When she got home late in the day, she poured herself a glass of wine and paged through the books. Everything had the same effect on her—it was like watching paint dry. Then she got to the book on gourmet cooking that had slipped in there and her throat tightened up. Her eyes blurred and burned. Gourmet cooking? For one?
The next morning she headed out again—this time to Costco and Target. She bought a hammock to string between two trees and some large, fancy plants and big pots for the deck. When she got home and realized she’d forgotten to buy tools for hanging the hammock or potting soil for the plants, she left the whole business outside for when the spirit moved her. If it moved her.
The next day she just got in the car in the morning and drove; time to see the sights. Time to check out those little tucked-away antique stores she claimed she couldn’t wait to visit yet had no real interest in. While she drove, she thought—mostly about Marcie and Drew. She was so proud of them both; so honored to have been the one to help them get to this stage in their young lives.

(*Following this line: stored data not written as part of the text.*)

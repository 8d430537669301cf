use crate::admin::{self, NewGoal, NewMatch};
use crate::cli::{Args, Command, GoalAction, MatchAction, PlayerAction, is_config_operation};
use crate::config::{Config, StorageBackend};
use crate::error::AppError;
use crate::models::{Goal, Match, Player, parse_match_date};
use crate::stats::Dashboard;
use crate::store::{Collection, EntityStore, Store, load_snapshot};
use crate::tournament::{group_matches, group_standings};
use crate::ui::{StatsPage, dashboard_page, statistics_page, tournament_page};
use chrono::{DateTime, Utc};
use crossterm::{execute, terminal::SetTitle};
use std::io::stdout;
use tracing::{info, instrument};

/// Resolves the instant views are evaluated at: `--now` if given, else the clock.
pub fn resolve_now(args: &Args) -> Result<DateTime<Utc>, AppError> {
    match &args.now {
        Some(value) => parse_match_date(value).map_err(AppError::datetime_parse_error),
        None => Ok(Utc::now()),
    }
}

/// Handles the --list-config command.
pub async fn handle_list_config_command() -> Result<(), AppError> {
    Config::display().await
}

/// Handles configuration update flags (--config-storage, --set-data-dir,
/// --set-token, --clear-token) and saves the result.
pub async fn handle_config_update_command(args: &Args) -> Result<(), AppError> {
    update_config_file(&Config::get_config_path(), args).await?;
    println!("Config updated successfully!");
    Ok(())
}

/// Edits the stored file only. Environment overrides are never read here, so
/// they cannot end up persisted, and a broken file is reported, not replaced.
async fn update_config_file(path: &str, args: &Args) -> Result<Config, AppError> {
    let mut config = Config::load_stored(path).await?;
    apply_config_updates(&mut config, args)?;
    config.validate()?;
    config.save_to_path(path).await?;
    Ok(config)
}

fn apply_config_updates(config: &mut Config, args: &Args) -> Result<(), AppError> {
    if let Some(storage) = &args.config_storage {
        config.storage = storage.parse::<StorageBackend>()?;
    }

    if let Some(data_dir) = &args.set_data_dir {
        config.data_dir = Some(data_dir.clone());
    }

    if let Some(token) = &args.set_token {
        config.github_token = Some(token.clone());
    } else if args.clear_token {
        config.github_token = None;
        println!("GitHub token cleared.");
    }

    Ok(())
}

pub async fn dashboard<S: EntityStore>(store: &S, now: DateTime<Utc>) -> Result<StatsPage, AppError> {
    let matches: Vec<Match> = store.read(Collection::Matches).await?;
    Ok(dashboard_page(&Dashboard::build(&matches, now)))
}

pub async fn statistics<S: EntityStore>(store: &S) -> Result<StatsPage, AppError> {
    let snapshot = load_snapshot(store).await?;
    Ok(statistics_page(&snapshot))
}

pub async fn tournament<S: EntityStore>(store: &S) -> Result<StatsPage, AppError> {
    let roster: Vec<Player> = store.read(Collection::TournamentPlayers).await?;
    let fixtures = group_matches();
    let table = group_standings(&fixtures);
    Ok(tournament_page(&fixtures, &table, &roster))
}

/// Applies a roster edit and saves the roster. Returns a confirmation line.
#[instrument(skip(store))]
pub async fn player_action<S: EntityStore>(
    store: &S,
    tournament: bool,
    action: PlayerAction,
    now: DateTime<Utc>,
) -> Result<String, AppError> {
    let collection = if tournament {
        Collection::TournamentPlayers
    } else {
        Collection::Players
    };
    let players: Vec<Player> = store.read(collection).await?;

    let (updated, message) = match action {
        PlayerAction::Add { name, number } => {
            let (updated, player) = admin::add_player(&players, &name, number, now)?;
            let message = format!("Added {} (#{}) with id {}", player.name, player.number, player.id);
            (updated, message)
        }
        PlayerAction::Delete { id } => {
            (admin::delete_player(&players, &id)?, format!("Deleted player {id}"))
        }
        PlayerAction::Penalty { id, minutes } => (
            admin::add_penalty_minutes(&players, &id, minutes)?,
            format!("Added {minutes} penalty minutes to player {id}"),
        ),
        PlayerAction::Fine { id, amount } => (
            admin::add_fine(&players, &id, amount)?,
            format!("Added a fine of {amount} to player {id}"),
        ),
        PlayerAction::Settle { id, amount } => {
            let (updated, settled) = admin::settle_tab(&players, &id, amount.unwrap_or(u32::MAX))?;
            (updated, format!("Settled {settled} of player {id}'s tab"))
        }
    };

    store.write(collection, &updated).await?;
    info!("{message}");
    Ok(message)
}

/// Adds or deletes a match, saving matches first and then the roster.
#[instrument(skip(store))]
pub async fn match_action<S: EntityStore>(
    store: &S,
    action: MatchAction,
    now: DateTime<Utc>,
) -> Result<String, AppError> {
    let (players, matches) = tokio::try_join!(
        store.read::<Player>(Collection::Players),
        store.read::<Match>(Collection::Matches),
    )?;

    let (matches, players, message) = match action {
        MatchAction::Add {
            date,
            opponent,
            home,
            goals_for,
            goals_against,
            lineup,
        } => {
            let date = parse_match_date(&date).map_err(AppError::datetime_parse_error)?;
            let input = NewMatch {
                date,
                opponent,
                home_game: home,
                goals_for,
                goals_against,
                lineup,
            };
            let (matches, players, game) = admin::add_match(&matches, &players, input, now)?;
            let message = format!(
                "Added match {} against {} ({}-{})",
                game.id, game.opponent, game.goals_for, game.goals_against
            );
            (matches, players, message)
        }
        MatchAction::Delete { id } => {
            let (matches, players) = admin::delete_match(&matches, &players, &id)?;
            (matches, players, format!("Deleted match {id}"))
        }
    };

    store.write(Collection::Matches, &matches).await?;
    store.write(Collection::Players, &players).await?;
    info!("{message}");
    Ok(message)
}

/// Adds or deletes a goal, saving goals first and then the roster.
#[instrument(skip(store))]
pub async fn goal_action<S: EntityStore>(
    store: &S,
    action: GoalAction,
    now: DateTime<Utc>,
) -> Result<String, AppError> {
    let snapshot = load_snapshot(store).await?;

    let (goals, players, message): (Vec<Goal>, Vec<Player>, String) = match action {
        GoalAction::Add {
            match_id,
            scorer,
            assist,
            period,
            time,
        } => {
            let input = NewGoal {
                player_id: scorer,
                assist_id: assist,
                match_id,
                period,
                time,
            };
            let (goals, players, goal) = admin::add_goal(
                &snapshot.goals,
                &snapshot.players,
                &snapshot.matches,
                input,
                now,
            )?;
            let message = format!(
                "Added goal {} in match {} (period {}, {})",
                goal.id, goal.match_id, goal.period, goal.time
            );
            (goals, players, message)
        }
        GoalAction::Delete { id } => {
            let (goals, players) = admin::delete_goal(&snapshot.goals, &snapshot.players, &id)?;
            (goals, players, format!("Deleted goal {id}"))
        }
    };

    store.write(Collection::Goals, &goals).await?;
    store.write(Collection::Players, &players).await?;
    info!("{message}");
    Ok(message)
}

fn print_page(page: &StatsPage) -> Result<(), AppError> {
    execute!(stdout(), SetTitle("Di Gröne"))?;
    page.render(&mut stdout())?;
    println!();
    Ok(())
}

/// Runs the command line invocation.
pub async fn run(args: Args) -> Result<(), AppError> {
    if args.list_config {
        return handle_list_config_command().await;
    }
    if is_config_operation(&args) {
        return handle_config_update_command(&args).await;
    }

    let now = resolve_now(&args)?;
    let config = Config::load().await?;
    let store = Store::from_config(&config)?;

    match args.command.unwrap_or(Command::Dashboard) {
        Command::Dashboard => print_page(&dashboard(&store, now).await?),
        Command::Stats => print_page(&statistics(&store).await?),
        Command::Tournament => print_page(&tournament(&store).await?),
        Command::Player { tournament, action } => {
            println!("{}", player_action(&store, tournament, action, now).await?);
            Ok(())
        }
        Command::Match { action } => {
            println!("{}", match_action(&store, action, now).await?);
            Ok(())
        }
        Command::Goal { action } => {
            println!("{}", goal_action(&store, action, now).await?);
            Ok(())
        }
    }
}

Finally, finally, finally that time of life she’d worked so hard toward was here—they were truly adults who could manage full, productive, happy lives.
Suddenly she realized she’d driven south for hours and was almost to the turnoff to Clear Lake. She pulled off the road. She could take the turnoff and just go home to Chico and forget this whole summer-on-the-mountain thing. Marcie and Ian wouldn’t make fun of her, and Drew was in Los Angeles. The people at the office? They’d talk about workaholic Erin, but she was a partner—they’d talk quietly.

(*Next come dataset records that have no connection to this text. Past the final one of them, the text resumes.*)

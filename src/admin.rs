//! Admin operations over in-memory collection copies.
//!
//! Every operation takes the current snapshot and returns the replacement
//! collection(s) the caller should hand to the store. Inputs are validated
//! before anything is built, so a rejected operation never produces a
//! partially updated collection.
//!
//! Player counters are running totals: adding a match bumps `matches` for the
//! lineup, adding a goal bumps `goals`/`assists`, and the delete operations
//! undo those bumps. The collections are saved independently, so a failure
//! between two saves can leave counters and records out of step.

use chrono::{DateTime, Utc};

use crate::constants::validation::{MAX_JERSEY_NUMBER, MAX_PERIOD, MAX_PLAYER_NAME_LENGTH};
use crate::error::AppError;
use crate::models::{Goal, Match, Player, parse_period_time};

/// Form input for a new match
#[derive(Debug, Clone, PartialEq, Eq)]
pub struct NewMatch {
    pub date: DateTime<Utc>,
    pub opponent: String,
    pub home_game: bool,
    pub goals_for: u32,
    pub goals_against: u32,
    pub lineup: Vec<String>,
}

/// Form input for a new goal
#[derive(Debug, Clone, PartialEq, Eq)]
pub struct NewGoal {
    pub player_id: String,
    pub assist_id: Option<String>,
    pub match_id: String,
    pub period: u8,
    pub time: String,
}

/// Generates a timestamp id (milliseconds) that is not taken in `existing`.
pub fn next_id<'a>(existing: impl Iterator<Item = &'a str> + Clone, now: DateTime<Utc>) -> String {
    let mut candidate = now.timestamp_millis();
    while existing.clone().any(|id| id == candidate.to_string()) {
        candidate += 1;
    }
    candidate.to_string()
}

/// Adds to a stored counter, rejecting the operation instead of wrapping.
fn bump(value: u32, amount: u32, counter: &str) -> Result<u32, AppError> {
    value
        .checked_add(amount)
        .ok_or_else(|| AppError::validation(format!("{counter} would exceed {}", u32::MAX)))
}

fn find_player_mut<'a>(players: &'a mut [Player], id: &str) -> Result<&'a mut Player, AppError> {
    players
        .iter_mut()
        .find(|p| p.id == id)
        .ok_or_else(|| AppError::not_found("player", id))
}

pub fn add_player(
    players: &[Player],
    name: &str,
    number: u32,
    now: DateTime<Utc>,
) -> Result<(Vec<Player>, Player), AppError> {
    let name = name.trim();
    if name.is_empty() {
        return Err(AppError::validation("player name cannot be empty"));
    }
    if name.chars().count() > MAX_PLAYER_NAME_LENGTH {
        return Err(AppError::validation(format!(
            "player name is longer than {MAX_PLAYER_NAME_LENGTH} characters"
        )));
    }
    if number > MAX_JERSEY_NUMBER {
        return Err(AppError::validation(format!(
            "jersey number must be between 0 and {MAX_JERSEY_NUMBER}"
        )));
    }

    let id = next_id(players.iter().map(|p| p.id.as_str()), now);
    let player = Player::new(id, name, number);
    let mut updated = players.to_vec();
    updated.push(player.clone());
    Ok((updated, player))
}

/// Removes a player. Goals and lineups that reference the player are kept
/// and simply stop resolving.
pub fn delete_player(players: &[Player], id: &str) -> Result<Vec<Player>, AppError> {
    if !players.iter().any(|p| p.id == id) {
        return Err(AppError::not_found("player", id));
    }
    Ok(players.iter().filter(|p| p.id != id).cloned().collect())
}

/// Appends a match and credits every lineup player with one match played.
pub fn add_match(
    matches: &[Match],
    players: &[Player],
    input: NewMatch,
    now: DateTime<Utc>,
) -> Result<(Vec<Match>, Vec<Player>, Match), AppError> {
    let opponent = input.opponent.trim();
    if opponent.is_empty() {
        return Err(AppError::validation("opponent cannot be empty"));
    }

    let mut lineup: Vec<String> = Vec::with_capacity(input.lineup.len());
    for id in input.lineup {
        if !players.iter().any(|p| p.id == id) {
            return Err(AppError::not_found("player", id));
        }
        if !lineup.contains(&id) {
            lineup.push(id);
        }
    }

    let game = Match {
        id: next_id(matches.iter().map(|m| m.id.as_str()), now),
        date: input.date,
        opponent: opponent.to_string(),
        home_game: input.home_game,
        goals_for: input.goals_for,
        goals_against: input.goals_against,
        lineup,
    };

    let updated_players = players
        .iter()
        .map(|p| -> Result<Player, AppError> {
            let mut p = p.clone();
            if game.lineup.contains(&p.id) {
                p.matches = bump(p.matches, 1, "matches played")?;
            }
            Ok(p)
        })
        .collect::<Result<Vec<_>, _>>()?;

    let mut updated_matches = matches.to_vec();
    updated_matches.push(game.clone());
    Ok((updated_matches, updated_players, game))
}

/// Removes a match and takes the appearance back from its lineup.
pub fn delete_match(
    matches: &[Match],
    players: &[Player],
    id: &str,
) -> Result<(Vec<Match>, Vec<Player>), AppError> {
    let game = matches
        .iter()
        .find(|m| m.id == id)
        .ok_or_else(|| AppError::not_found("match", id))?;

    let updated_players = players
        .iter()
        .map(|p| {
            let mut p = p.clone();
            if game.lineup.contains(&p.id) {
                p.matches = p.matches.saturating_sub(1);
            }
            p
        })
        .collect();

    let updated_matches = matches.iter().filter(|m| m.id != id).cloned().collect();
    Ok((updated_matches, updated_players))
}

fn validate_goal(input: &NewGoal, players: &[Player], matches: &[Match]) -> Result<(), AppError> {
    if !players.iter().any(|p| p.id == input.player_id) {
        return Err(AppError::not_found("player", &input.player_id));
    }
    if !matches.iter().any(|m| m.id == input.match_id) {
        return Err(AppError::not_found("match", &input.match_id));
    }
    if let Some(assist) = &input.assist_id {
        if assist == &input.player_id {
            return Err(AppError::validation(
                "assisting player must differ from the scorer",
            ));
        }
        if !players.iter().any(|p| &p.id == assist) {
            return Err(AppError::not_found("player", assist));
        }
    }
    if !(1..=MAX_PERIOD).contains(&input.period) {
        return Err(AppError::validation(format!(
            "period must be between 1 and {MAX_PERIOD}"
        )));
    }
    if parse_period_time(&input.time).is_none() {
        return Err(AppError::validation(format!(
            "goal time '{}' must be mm:ss",
            input.time
        )));
    }
    Ok(())
}

/// Appends a goal and bumps the scorer's goals and the assist's assists.
pub fn add_goal(
    goals: &[Goal],
    players: &[Player],
    matches: &[Match],
    input: NewGoal,
    now: DateTime<Utc>,
) -> Result<(Vec<Goal>, Vec<Player>, Goal), AppError> {
    validate_goal(&input, players, matches)?;

    let goal = Goal {
        id: next_id(goals.iter().map(|g| g.id.as_str()), now),
        player_id: input.player_id,
        assist_id: input.assist_id,
        match_id: input.match_id,
        period: input.period,
        time: input.time.trim().to_string(),
    };

    let mut updated_players = players.to_vec();
    let scorer = find_player_mut(&mut updated_players, &goal.player_id)?;
    scorer.goals = bump(scorer.goals, 1, "goals")?;
    if let Some(assist) = &goal.assist_id {
        let assisting = find_player_mut(&mut updated_players, assist)?;
        assisting.assists = bump(assisting.assists, 1, "assists")?;
    }

    let mut updated_goals = goals.to_vec();
    updated_goals.push(goal.clone());
    Ok((updated_goals, updated_players, goal))
}

/// Removes a goal and takes the credit back from scorer and assist, if they
/// are still on the roster.
pub fn delete_goal(
    goals: &[Goal],
    players: &[Player],
    id: &str,
) -> Result<(Vec<Goal>, Vec<Player>), AppError> {
    let goal = goals
        .iter()
        .find(|g| g.id == id)
        .ok_or_else(|| AppError::not_found("goal", id))?;

    let updated_players = players
        .iter()
        .map(|p| {
            let mut p = p.clone();
            if p.id == goal.player_id {
                p.goals = p.goals.saturating_sub(1);
            }
            if goal.assist_id.as_deref() == Some(p.id.as_str()) {
                p.assists = p.assists.saturating_sub(1);
            }
            p
        })
        .collect();

    let updated_goals = goals.iter().filter(|g| g.id != id).cloned().collect();
    Ok((updated_goals, updated_players))
}

pub fn add_penalty_minutes(
    players: &[Player],
    id: &str,
    minutes: u32,
) -> Result<Vec<Player>, AppError> {
    let mut updated = players.to_vec();
    let player = find_player_mut(&mut updated, id)?;
    player.penalty_mins = bump(player.penalty_mins, minutes, "penalty minutes")?;
    Ok(updated)
}

/// Adds a fine to the player's open tab.
pub fn add_fine(players: &[Player], id: &str, amount: u32) -> Result<Vec<Player>, AppError> {
    if amount == 0 {
        return Err(AppError::validation("fine amount must be positive"));
    }
    let mut updated = players.to_vec();
    let player = find_player_mut(&mut updated, id)?;
    player.current_tab = bump(player.current_tab, amount, "open tab")?;
    Ok(updated)
}

/// Moves up to `amount` from the open tab to the paid-off total.
/// Returns the updated roster and the amount actually settled.
pub fn settle_tab(
    players: &[Player],
    id: &str,
    amount: u32,
) -> Result<(Vec<Player>, u32), AppError> {
    let mut updated = players.to_vec();
    let player = find_player_mut(&mut updated, id)?;
    let settled = amount.min(player.current_tab);
    player.paid_off_tab = bump(player.paid_off_tab, settled, "paid-off total")?;
    player.current_tab -= settled;
    Ok((updated, settled))
}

Then she remembered that day in the ladies’ room at the courthouse when she’d overheard a conversation about her while she was in a stall. “She goes out with men, but usually once, and it never works out,” one woman said. And the other had replied, “She is so uptight, the woman has no life!”
In all the years since she was old enough to date, she’d only dated four men more than twice and all four had had major complaints about her—she was not just uptight and self-protective, unable to let down her guard, but also overconfident, too serious, inflexible and, oh yes, bossy. She worked too hard and too much; she just couldn’t relax. She couldn’t count the number of times she had been told to just let go…
Three of those men had later hired her as their tax attorney and one came to her for his living trust and estate plan.
She made a wide U-turn and headed back to Virgin River.
After the garage sale was over, Aiden took what was left over to the Goodwill receiving depot as donation. When the cleaning, chores and yard work were finished, Aiden and Luke helped move Franci, Rosie and their suitcases into one of Luke’s cabins.
In a couple of days Franci and Rosie would go to San Francisco to pick up Sean and bring him back to Virgin River. He had time for some leave, but by mid-July they had to be on their way to Montgomery. They had to find housing before Sean started Air Command and Staff College in August, a one-year program for senior officers who had the potential to be leaders. As in, generals.